Work item: Your response should consist of the full data, set down exactly.

Supplied data:
◆ ◆ ◆ ◆ ◆

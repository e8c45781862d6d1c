//! # homerelay-app
//!
//! Application layer: use-cases and **port definitions** (traits).
//!
//! ## Responsibilities
//! - Define **port traits** that adapters must implement (driven/outbound ports):
//!   - `PlatformGateway`: create and retrieve oneM2M content instances
//! - Define **driving/inbound ports** as use-case structs:
//!   - `ControlService`: forward a relay command to the control container
//!   - `MonitorService`: read the monitor container
//! - Orchestrate domain objects without knowing *how* the platform is reached
//!
//! ## Dependency rule
//! Depends on `homerelay-domain` only.
//! Never imports adapter crates. Adapters depend on *this* crate, not the reverse.

pub mod ports;
pub mod services;
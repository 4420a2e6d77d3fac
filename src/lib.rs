pub mod actions;
pub mod identifier;
pub mod launch_spec;
pub mod launcher;
pub mod logging;
pub mod naming;
pub mod plugin;
pub mod plugins;
pub mod registry;
pub mod settings;
pub mod workspace;

pub use identifier::{Identifier, Scheme};
pub use registry::{RawEntry, RegistryError, RegistryStore};
pub use workspace::{WorkspaceEntry, WorkspaceService};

◆ ◆ ◆ ◆ ◆

Response:
repository e8c45781862d6d1c
//! # homerelay-app
//!
//! Application layer: use-cases and **port definitions** (traits).
//!
//! ## Responsibilities
//! - Define **port traits** that adapters must implement (driven/outbound ports):
//!   - `PlatformGateway`: create and retrieve oneM2M content instances
//! - Define **driving/inbound ports** as use-case structs:
//!   - `ControlService`: forward a relay command to the control container
//!   - `MonitorService`: read the monitor container
//! - Orchestrate domain objects without knowing *how* the platform is reached
//!
//! ## Dependency rule
//! Depends on `homerelay-domain` only.
//! Never imports adapter crates. Adapters depend on *this* crate, not the reverse.

pub mod ports;
pub mod services;
repository 4420a2e6d77d3fac
filename src/lib.rs
pub mod actions;
pub mod identifier;
pub mod launch_spec;
pub mod launcher;
pub mod logging;
pub mod naming;
pub mod plugin;
pub mod plugins;
pub mod registry;
pub mod settings;
pub mod workspace;

pub use identifier::{Identifier, Scheme};
pub use registry::{RawEntry, RegistryError, RegistryStore};
pub use workspace::{WorkspaceEntry, WorkspaceService};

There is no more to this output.